Exercise instructions: The records below must be retyped exactly.

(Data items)

impl Table {
    /// Create an empty table with the default configuration.
    pub fn new() -> Self {
        Self::with_config(TableConfig::default())
    }

    /// Create an empty table.
    pub fn with_config(config: TableConfig) -> Self {
        Self {
            name: config.name,
            columns: RwLock::new(Vec::new()),
            rows: RwLock::new(RowSet::with_capacity(config.row_capacity, config.reuse_free_rows)),
            metadata: Metadata::new(),
            signals: TableSignals::default(),
        }
    }

    /// Create a table whose first columns are `columns`, names unique.
    pub(crate) fn with_columns(config: TableConfig, columns: Vec<ColumnRef>) -> Self {
        let table = Self::with_config(config);
        *table.columns.write() = columns;
        table
    }

    /// The table name.
    pub fn name(&self) -> &str {
        &self.name
    }

    /// Table-level metadata.
    pub fn metadata(&self) -> &Metadata {
        &self.metadata
    }

    /// Signals emitted by this table.
    pub fn signals(&self) -> &TableSignals {
        &self.signals
    }

    // -------------------------------------------------------------------------
    // Columns
    // -------------------------------------------------------------------------

    /// Register a column.
    ///
    /// The column is grown to the table's row span. Fails with
    /// [`Error::DuplicateColumn`] if the name is taken.
    pub fn add_column(&self, column: ColumnRef) -> Result<()> {
        let name = column.name().to_string();
        {
            let mut columns = self.columns.write();
            if columns.iter().any(|existing| existing.name() == name) {
                return Err(Error::DuplicateColumn(name));
            }
            columns.push(column.clone());
        }
        if !column.is_managed() {
            column.ensure_size(self.row_span());
        }
        tracing::debug!(target: targets::TABLE, table = %self.name, column = %name, "column added");
        self.signals.column_added.emit(name);
        Ok(())
    }

    /// Unregister a column by name.
    pub fn remove_column(&self, name: &str) -> Result<ColumnRef> {
        let removed = {
            let mut columns = self.columns.write();
            let index = columns
                .iter()
                .position(|column| column.name() == name)
                .ok_or_else(|| Error::ColumnNotFound(name.to_string()))?;
            columns.remove(index)
        };
        tracing::debug!(
            target: targets::TABLE,
            table = %self.name,
            column = %name,
            "column removed"
        );
        self.signals.column_removed.emit(name.to_string());
        Ok(removed)
    }

    /// Look a column up by name. Never creates one.
    pub fn column(&self, name: &str) -> Option<ColumnRef> {
        self.columns
            .read()
            .iter()
            .find(|column| column.name() == name)
            .cloned()
    }

    /// The column at `index` in registration order.
    pub fn column_at(&self, index: usize) -> Option<ColumnRef> {
        self.columns.read().get(index).cloned()
    }

    /// Number of registered columns, internal ones included.
    pub fn column_count(&self) -> usize {
        self.columns.read().len()
    }

    /// Position of a column in registration order.
    pub fn index_of_column(&self, name: &str) -> Option<usize> {
        self.columns
            .read()
            .iter()
            .position(|column| column.name() == name)
    }

    /// Non-internal columns in registration order.
    pub fn columns(&self) -> Vec<ColumnRef> {
        self.columns
            .read()
            .iter()
            .filter(|column| !column.is_internal())
            .cloned()
            .collect()
    }

    /// Every column, internal ones included.
    pub fn all_columns(&self) -> Vec<ColumnRef> {
        self.columns.read().clone()
    }

    /// Columns the filter keeps, in registration order.
    pub fn filtered_columns(&self, filter: &dyn ColumnFilter) -> Vec<ColumnRef> {
        self.columns
            .read()
            .iter()
            .filter(|&column| !filter.filter(&**column))
            .cloned()
            .collect()
    }

    /// First non-internal column flagged with `role`.
    pub fn find_column_with_role(&self, role: VisualRole) -> Option<ColumnRef> {
        self.columns
            .read()
            .iter()
            .find(|column| !column.is_internal() && column.metadata().has_visual_role(role))
            .cloned()
    }

    /// Typed lookup.
    ///
    /// Fails with [`Error::ColumnNotFound`] or [`Error::TypeMismatch`].
    pub fn column_as<T: ValueType>(&self, name: &str) -> Result<Arc<Column<T>>> {
        let column = self
            .column(name)
            .ok_or_else(|| Error::ColumnNotFound(name.to_string()))?;
        crate::column::expect_column(&column)
    }

    /// Typed get-or-create.
    ///
    /// Returns the existing column if it holds `T`, creates and registers a
    /// new one if the name is free, and fails with [`Error::TypeMismatch`]
    /// otherwise.
    pub fn find_or_create_column<T: ValueType>(&self, name: &str) -> Result<Arc<Column<T>>> {
        if let Some(column) = self.column(name) {
            return crate::column::expect_column(&column);
        }
        let column = Arc::new(Column::<T>::new(name));
        self.add_column(column.clone())?;
        Ok(column)
    }

    // -------------------------------------------------------------------------
    // Rows
    // -------------------------------------------------------------------------

    /// Make a row live and return its index.
    ///
    /// A freed index is reused when available, lowest first; its cells start
    /// undefined. Otherwise the row is appended and every column grows.
    pub fn add_row(&self) -> usize {
        let (row, reused) = self.rows.write().allocate();
        for column in self.stored_columns() {
            if reused && row < column.size() {
                if let Err(err) = column.set_value_undefined(row, true) {
                    tracing::warn!(
                        target: targets::TABLE,
                        column = %column.name(),
                        row,
                        error = %err,
                        "stale cell kept"
                    );
                }
            } else {
                column.ensure_size(row + 1);
            }
        }
        tracing::debug!(target: targets::TABLE, table = %self.name, row, reused, "row added");
        self.signals.row_added.emit(row);
        row
    }

    /// Free a live row.
    ///
    /// Every cell of the row becomes undefined. Fails with
    /// [`Error::InvalidRow`] if the row is not live.
    pub fn remove_row(&self, row: usize) -> Result<()> {
        if !self.rows.write().free(row) {
            return Err(Error::InvalidRow(row));
        }
        for column in self.stored_columns() {
            if row < column.size() {
                column.set_value_undefined(row, true)?;
            }
        }
        tracing::debug!(target: targets::TABLE, table = %self.name, row, "row removed");
        self.signals.row_removed.emit(row);
        Ok(())
    }

    /// Whether `row` is live.
    pub fn is_row_valid(&self, row: usize) -> bool {
        self.rows.read().is_valid(row)
    }

    /// Number of live rows.
    pub fn row_count(&self) -> usize {
        self.rows.read().len()
    }

    /// One past the highest row index ever handed out.
    pub fn row_span(&self) -> usize {
        self.rows.read().high_water()
    }

    /// Live rows in ascending order.
    pub fn rows(&self) -> Vec<usize> {
        self.rows.read().iter().collect()
    }

    /// [`add_row`](Self::add_row) wrapped in an [`Item`].
    pub fn add_item(&self) -> Item {
        Item { row: self.add_row() }
    }

    /// [`remove_row`](Self::remove_row) for an [`Item`].
    pub fn remove_item(&self, item: Item) -> Result<()> {
        self.remove_row(item.row)
    }

    /// Forget every row and empty every stored column. Columns stay
    /// registered.
    pub fn clear(&self) {
        self.rows.write().clear();
        for column in self.stored_columns() {
            column.clear();
        }
        tracing::debug!(target: targets::TABLE, table = %self.name, "table cleared");
    }

    /// Columns taking part in row bookkeeping, snapshotted so listeners may
    /// call back into the table.
    fn stored_columns(&self) -> Vec<ColumnRef> {
        self.columns
            .read()
            .iter()
            .filter(|column| !column.is_managed())
            .cloned()
            .collect()
    }
}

Expected output:
impl Table {
    /// Create an empty table with the default configuration.
    pub fn new() -> Self {
        Self::with_config(TableConfig::default())
    }

    /// Create an empty table.
    pub fn with_config(config: TableConfig) -> Self {
        Self {
            name: config.name,
            columns: RwLock::new(Vec::new()),
            rows: RwLock::new(RowSet::with_capacity(config.row_capacity, config.reuse_free_rows)),
            metadata: Metadata::new(),
            signals: TableSignals::default(),
        }
    }

    /// Create a table whose first columns are `columns`, names unique.
    pub(crate) fn with_columns(config: TableConfig, columns: Vec<ColumnRef>) -> Self {
        let table = Self::with_config(config);
        *table.columns.write() = columns;
        table
    }

    /// The table name.
    pub fn name(&self) -> &str {
        &self.name
    }

    /// Table-level metadata.
    pub fn metadata(&self) -> &Metadata {
        &self.metadata
    }

    /// Signals emitted by this table.
    pub fn signals(&self) -> &TableSignals {
        &self.signals
    }

    // -------------------------------------------------------------------------
    // Columns
    // -------------------------------------------------------------------------

    /// Register a column.
    ///
    /// The column is grown to the table's row span. Fails with
    /// [`Error::DuplicateColumn`] if the name is taken.
    pub fn add_column(&self, column: ColumnRef) -> Result<()> {
        let name = column.name().to_string();
        {
            let mut columns = self.columns.write();
            if columns.iter().any(|existing| existing.name() == name) {
                return Err(Error::DuplicateColumn(name));
            }
            columns.push(column.clone());
        }
        if !column.is_managed() {
            column.ensure_size(self.row_span());
        }
        tracing::debug!(target: targets::TABLE, table = %self.name, column = %name, "column added");
        self.signals.column_added.emit(name);
        Ok(())
    }

    /// Unregister a column by name.
    pub fn remove_column(&self, name: &str) -> Result<ColumnRef> {
        let removed = {
            let mut columns = self.columns.write();
            let index = columns
                .iter()
                .position(|column| column.name() == name)
                .ok_or_else(|| Error::ColumnNotFound(name.to_string()))?;
            columns.remove(index)
        };
        tracing::debug!(
            target: targets::TABLE,
            table = %self.name,
            column = %name,
            "column removed"
        );
        self.signals.column_removed.emit(name.to_string());
        Ok(removed)
    }

    /// Look a column up by name. Never creates one.
    pub fn column(&self, name: &str) -> Option<ColumnRef> {
        self.columns
            .read()
            .iter()
            .find(|column| column.name() == name)
            .cloned()
    }

    /// The column at `index` in registration order.
    pub fn column_at(&self, index: usize) -> Option<ColumnRef> {
        self.columns.read().get(index).cloned()
    }

    /// Number of registered columns, internal ones included.
    pub fn column_count(&self) -> usize {
        self.columns.read().len()
    }

    /// Position of a column in registration order.
    pub fn index_of_column(&self, name: &str) -> Option<usize> {
        self.columns
            .read()
            .iter()
            .position(|column| column.name() == name)
    }

    /// Non-internal columns in registration order.
    pub fn columns(&self) -> Vec<ColumnRef> {
        self.columns
            .read()
            .iter()
            .filter(|column| !column.is_internal())
            .cloned()
            .collect()
    }

    /// Every column, internal ones included.
    pub fn all_columns(&self) -> Vec<ColumnRef> {
        self.columns.read().clone()
    }

    /// Columns the filter keeps, in registration order.
    pub fn filtered_columns(&self, filter: &dyn ColumnFilter) -> Vec<ColumnRef> {
        self.columns
            .read()
            .iter()
            .filter(|&column| !filter.filter(&**column))
            .cloned()
            .collect()
    }

    /// First non-internal column flagged with `role`.
    pub fn find_column_with_role(&self, role: VisualRole) -> Option<ColumnRef> {
        self.columns
            .read()
            .iter()
            .find(|column| !column.is_internal() && column.metadata().has_visual_role(role))
            .cloned()
    }

    /// Typed lookup.
    ///
    /// Fails with [`Error::ColumnNotFound`] or [`Error::TypeMismatch`].
    pub fn column_as<T: ValueType>(&self, name: &str) -> Result<Arc<Column<T>>> {
        let column = self
            .column(name)
            .ok_or_else(|| Error::ColumnNotFound(name.to_string()))?;
        crate::column::expect_column(&column)
    }

    /// Typed get-or-create.
    ///
    /// Returns the existing column if it holds `T`, creates and registers a
    /// new one if the name is free, and fails with [`Error::TypeMismatch`]
    /// otherwise.
    pub fn find_or_create_column<T: ValueType>(&self, name: &str) -> Result<Arc<Column<T>>> {
        if let Some(column) = self.column(name) {
            return crate::column::expect_column(&column);
        }
        let column = Arc::new(Column::<T>::new(name));
        self.add_column(column.clone())?;
        Ok(column)
    }

    // -------------------------------------------------------------------------
    // Rows
    // -------------------------------------------------------------------------

    /// Make a row live and return its index.
    ///
    /// A freed index is reused when available, lowest first; its cells start
    /// undefined. Otherwise the row is appended and every column grows.
    pub fn add_row(&self) -> usize {
        let (row, reused) = self.rows.write().allocate();
        for column in self.stored_columns() {
            if reused && row < column.size() {
                if let Err(err) = column.set_value_undefined(row, true) {
                    tracing::warn!(
                        target: targets::TABLE,
                        column = %column.name(),
                        row,
                        error = %err,
                        "stale cell kept"
                    );
                }
            } else {
                column.ensure_size(row + 1);
            }
        }
        tracing::debug!(target: targets::TABLE, table = %self.name, row, reused, "row added");
        self.signals.row_added.emit(row);
        row
    }

    /// Free a live row.
    ///
    /// Every cell of the row becomes undefined. Fails with
    /// [`Error::InvalidRow`] if the row is not live.
    pub fn remove_row(&self, row: usize) -> Result<()> {
        if !self.rows.write().free(row) {
            return Err(Error::InvalidRow(row));
        }
        for column in self.stored_columns() {
            if row < column.size() {
                column.set_value_undefined(row, true)?;
            }
        }
        tracing::debug!(target: targets::TABLE, table = %self.name, row, "row removed");
        self.signals.row_removed.emit(row);
        Ok(())
    }

    /// Whether `row` is live.
    pub fn is_row_valid(&self, row: usize) -> bool {
        self.rows.read().is_valid(row)
    }

    /// Number of live rows.
    pub fn row_count(&self) -> usize {
        self.rows.read().len()
    }

    /// One past the highest row index ever handed out.
    pub fn row_span(&self) -> usize {
        self.rows.read().high_water()
    }

    /// Live rows in ascending order.
    pub fn rows(&self) -> Vec<usize> {
        self.rows.read().iter().collect()
    }

    /// [`add_row`](Self::add_row) wrapped in an [`Item`].
    pub fn add_item(&self) -> Item {
        Item { row: self.add_row() }
    }

    /// [`remove_row`](Self::remove_row) for an [`Item`].
    pub fn remove_item(&self, item: Item) -> Result<()> {
        self.remove_row(item.row)
    }

    /// Forget every row and empty every stored column. Columns stay
    /// registered.
    pub fn clear(&self) {
        self.rows.write().clear();
        for column in self.stored_columns() {
            column.clear();
        }
        tracing::debug!(target: targets::TABLE, table = %self.name, "table cleared");
    }

    /// Columns taking part in row bookkeeping, snapshotted so listeners may
    /// call back into the table.
    fn stored_columns(&self) -> Vec<ColumnRef> {
        self.columns
            .read()
            .iter()
            .filter(|column| !column.is_managed())
            .cloned()
            .collect()
    }
}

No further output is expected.